§ Task details:
Look below for the line that contains "can never exist", then copy it and each following line exactly, through and including the line that contains "fn from(err: HistoryError)".

[Recorded information Boundary: Start]

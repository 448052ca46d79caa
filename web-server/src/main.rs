//! Cardio Risk Web Server
//!
//! HTTP front-end for the heart-disease risk predictor.
//!
//! # Architecture
//!
//! ```text
//! ┌─────────────────────────────────────────────────────────────┐
//! │                      CARDIO RISK WEB                        │
//! ├─────────────────────────────────────────────────────────────┤
//! │  ┌───────────┐  ┌───────────────────┐  ┌─────────────────┐ │
//! │  │  API      │  │  RiskEngine       │  │  History        │ │
//! │  │  (Axum)   │─▶│  (Arc, read-only) │─▶│  (Mutex, JSONL) │ │
//! │  └───────────┘  └───────────────────┘  └─────────────────┘ │
//! └─────────────────────────────────────────────────────────────┘
//! ```

mod config;
mod models;
mod handlers;
mod error;

#[cfg(test)]
mod tests;

use std::net::SocketAddr;
use std::sync::Arc;

use anyhow::Context;
use axum::{
    Router,
    routing::{get, post, delete},
};
use parking_lot::Mutex;
use tower_http::{
    cors::{CorsLayer, Any},
    trace::TraceLayer,
    compression::CompressionLayer,
};
use tracing_subscriber::{layer::SubscriberExt, util::SubscriberInitExt};

use cardio_core::{HistoryStore, JsonlHistory, RiskEngine};

pub use error::{AppError, AppResult};

#[tokio::main]
async fn main() -> anyhow::Result<()> {
    dotenvy::dotenv().ok();

    // Initialize logging first so configuration warnings are captured (JSON lines in production)
    let production = config::is_production();
    tracing_subscriber::registry()
        .with(tracing_subscriber::EnvFilter::try_from_default_env()
            .unwrap_or_else(|_| "cardio_web=debug,cardio_core=info,tower_http=debug".into()))
        .with(production.then(|| tracing_subscriber::fmt::layer().json()))
        .with((!production).then(tracing_subscriber::fmt::layer))
        .init();

    // Load configuration
    let config = config::Config::from_env().context("invalid configuration")?;

    tracing::info!("Cardio Risk server starting ({})...", config.environment);

    // Load artifacts once; a bad artifact stops the process
    let engine = RiskEngine::load(&config.model_path, &config.columns_path, config.engine.clone())
        .with_context(|| format!(
            "failed to load model artifacts ({}, {})",
            config.model_path.display(),
            config.columns_path.display()
        ))?;

    let info = engine.artifacts().info();
    tracing::info!(
        "Model ready: {} trees, {} columns, threshold {}",
        info.trees,
        info.n_features,
        engine.threshold().value()
    );

    let history = JsonlHistory::new(&config.history_path);
    tracing::info!("History file: {}", history.path().display());
    let history: Box<dyn HistoryStore> = Box::new(history);

    // Build application state
    let state = AppState {
        engine: Arc::new(engine),
        history: Arc::new(Mutex::new(history)),
    };

    // Build router
    let app = create_router(state);

    // Start server
    let addr = SocketAddr::from(([0, 0, 0, 0], config.port));
    tracing::info!("Server listening on http://{}", addr);

    let listener = tokio::net::TcpListener::bind(addr)
        .await
        .with_context(|| format!("failed to bind {}", addr))?;
    axum::serve(listener, app).await.context("server error")?;

    Ok(())
}

/// Shared application state
#[derive(Clone)]
pub struct AppState {
    pub engine: Arc<RiskEngine>,
    pub history: Arc<Mutex<Box<dyn HistoryStore>>>,
}

/// Create the main router with all routes
fn create_router(state: AppState) -> Router {
    let api_routes = Router::new()
        .route("/api/v1/status", get(handlers::status::status))
        .route("/api/v1/schema", get(handlers::status::schema))

        // Assessment
        .route("/api/v1/predict", post(handlers::predict::predict))
        .route("/api/v1/what-if", post(handlers::predict::what_if_analysis))

        // History
        .route("/api/v1/history", get(handlers::history::list))
        .route("/api/v1/history/:index", delete(handlers::history::delete_one))
        .route("/api/v1/history/delete", post(handlers::history::delete_selected));

    Router::new()
        .route("/health", get(handlers::health::check))
        .merge(api_routes)
        .layer(CompressionLayer::new())
        .layer(TraceLayer::new_for_http())
        .layer(
            CorsLayer::new()
                .allow_origin(Any)
                .allow_methods(Any)
                .allow_headers(Any)
        )
        .with_state(state)
}
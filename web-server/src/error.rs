//! Error handling

use axum::{
    extract::rejection::{JsonRejection, PathRejection},
    response::{IntoResponse, Response},
    http::StatusCode,
    Json,
};
use serde_json::json;

use cardio_core::{CardioError, HistoryError};

pub type AppResult<T> = Result<T, AppError>;

#[derive(Debug)]
pub enum AppError {
    // Resource errors
    NotFound(String),

    // Validation errors
    ValidationError(String),

    // Model input disagrees with the loaded artifacts
    SchemaMismatch(String),

    // Generic errors
    InternalError(String),
}

impl IntoResponse for AppError {
    fn into_response(self) -> Response {
        let (status, error_message) = match &self {
            AppError::NotFound(msg) => (StatusCode::NOT_FOUND, msg.as_str()),
            AppError::ValidationError(msg) => (StatusCode::BAD_REQUEST, msg.as_str()),
            AppError::SchemaMismatch(msg) => {
                tracing::error!("Schema mismatch: {}", msg);
                (StatusCode::INTERNAL_SERVER_ERROR, "Model input does not match the loaded artifacts")
            }
            AppError::InternalError(msg) => {
                tracing::error!("Internal error: {}", msg);
                (StatusCode::INTERNAL_SERVER_ERROR, "Internal server error")
            }
        };

        let body = Json(json!({
            "error": error_message,
            "status": status.as_u16()
        }));

        (status, body).into_response()
    }
}

impl From<CardioError> for AppError {
    fn from(err: CardioError) -> Self {
        match err {
            CardioError::Validation(msg) => AppError::ValidationError(msg),
            e @ CardioError::SchemaMismatch { .. } => AppError::SchemaMismatch(e.to_string()),
            CardioError::History(e @ HistoryError::OutOfRange { .. }) => AppError::NotFound(e.to_string()),
            other => AppError::InternalError(other.to_string()),
        }
    }
}

impl From<validator::ValidationErrors> for AppError {
    fn from(err: validator::ValidationErrors) -> Self {
        AppError::ValidationError(err.to_string())
    }
}

impl From<JsonRejection> for AppError {
    fn from(rejection: JsonRejection) -> Self {
        AppError::ValidationError(rejection.body_text())
    }
}

/// A history index that is not a non-negative integer can never exist
impl From<PathRejection> for AppError {
    fn from(rejection: PathRejection) -> Self {
        AppError::NotFound(format!("invalid history index: {}", rejection.body_text()))
    }
}

impl From<HistoryError> for AppError {
    fn from(err: HistoryError) -> Self {
        CardioError::from(err).into()
    }
}
//! History Module - persisted prediction log
//!
//! # Architecture
//! - `types.rs`: `HistoryEntry`, `HistoryError`
//! - `memory.rs`: `Vec`-backed store
//! - `jsonl.rs`: JSON Lines file store
//!
//! Indices are positions in insertion order, as returned by `list()`.

pub mod jsonl;
pub mod memory;
pub mod types;

pub use jsonl::JsonlHistory;
pub use memory::MemoryHistory;
pub use types::{HistoryEntry, HistoryError, HistoryResult};

/// Append-only log with positional delete
pub trait HistoryStore: Send {
    /// Add an entry at the end
    fn append(&mut self, entry: HistoryEntry) -> HistoryResult<()>;

    /// All entries, oldest first
    fn list(&self) -> HistoryResult<Vec<HistoryEntry>>;

    /// Remove the entry at `index`. Out of range leaves the store untouched.
    fn delete(&mut self, index: usize) -> HistoryResult<HistoryEntry>;

    /// Remove several entries at once; every index is checked before anything is removed
    fn delete_many(&mut self, indices: &[usize]) -> HistoryResult<Vec<HistoryEntry>>;

    fn len(&self) -> HistoryResult<usize>;

    fn is_empty(&self) -> HistoryResult<bool> {
        Ok(self.len()? == 0)
    }
}
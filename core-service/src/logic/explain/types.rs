use serde::{Deserialize, Serialize};

#[derive(Debug, Clone, Copy, PartialEq, Eq, Serialize, Deserialize)]
#[serde(rename_all = "snake_case")]
pub enum Direction {
    Increases,
    Decreases,
}

impl Direction {
    pub fn of(value: f64) -> Self {
        if value > 0.0 {
            Direction::Increases
        } else {
            Direction::Decreases
        }
    }
}

#[derive(Debug, Clone, PartialEq, Serialize, Deserialize)]
pub struct FeatureContribution {
    pub feature: String,
    pub label: String,
    pub value: f64, // signed, additive
    pub direction: Direction,
}

impl FeatureContribution {
    /// One-line rendering, e.g. `Cholesterol (mg/dl) (increases risk): contribution 0.042`
    pub fn summary(&self) -> String {
        let verb = match self.direction {
            Direction::Increases => "increases",
            Direction::Decreases => "decreases",
        };
        format!("{} ({} risk): contribution {:.3}", self.label, verb, self.value.abs())
    }
}

#[derive(Debug, Clone, PartialEq, Serialize, Deserialize)]
pub struct Explanation {
    /// Mean model output with every feature unknown
    pub expected_value: f64,
    /// Model output for this record; `expected_value + Σ contributions`
    pub prediction: f64,
    /// One entry per schema field, by descending |value|
    pub contributions: Vec<FeatureContribution>,
}

impl Explanation {
    pub fn top(&self, n: usize) -> &[FeatureContribution] {
        &self.contributions[..n.min(self.contributions.len())]
    }

    pub fn get(&self, feature: &str) -> Option<&FeatureContribution> {
        self.contributions.iter().find(|c| c.feature == feature)
    }

    pub fn total(&self) -> f64 {
        self.contributions.iter().map(|c| c.value).sum()
    }
}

[Recorded information Boundary: End]

§ Final answer:
/// A history index that is not a non-negative integer can never exist
impl From<PathRejection> for AppError {
    fn from(rejection: PathRejection) -> Self {
        AppError::NotFound(format!("invalid history index: {}", rejection.body_text()))
    }
}

impl From<HistoryError> for AppError {
    fn from(err: HistoryError) -> Self {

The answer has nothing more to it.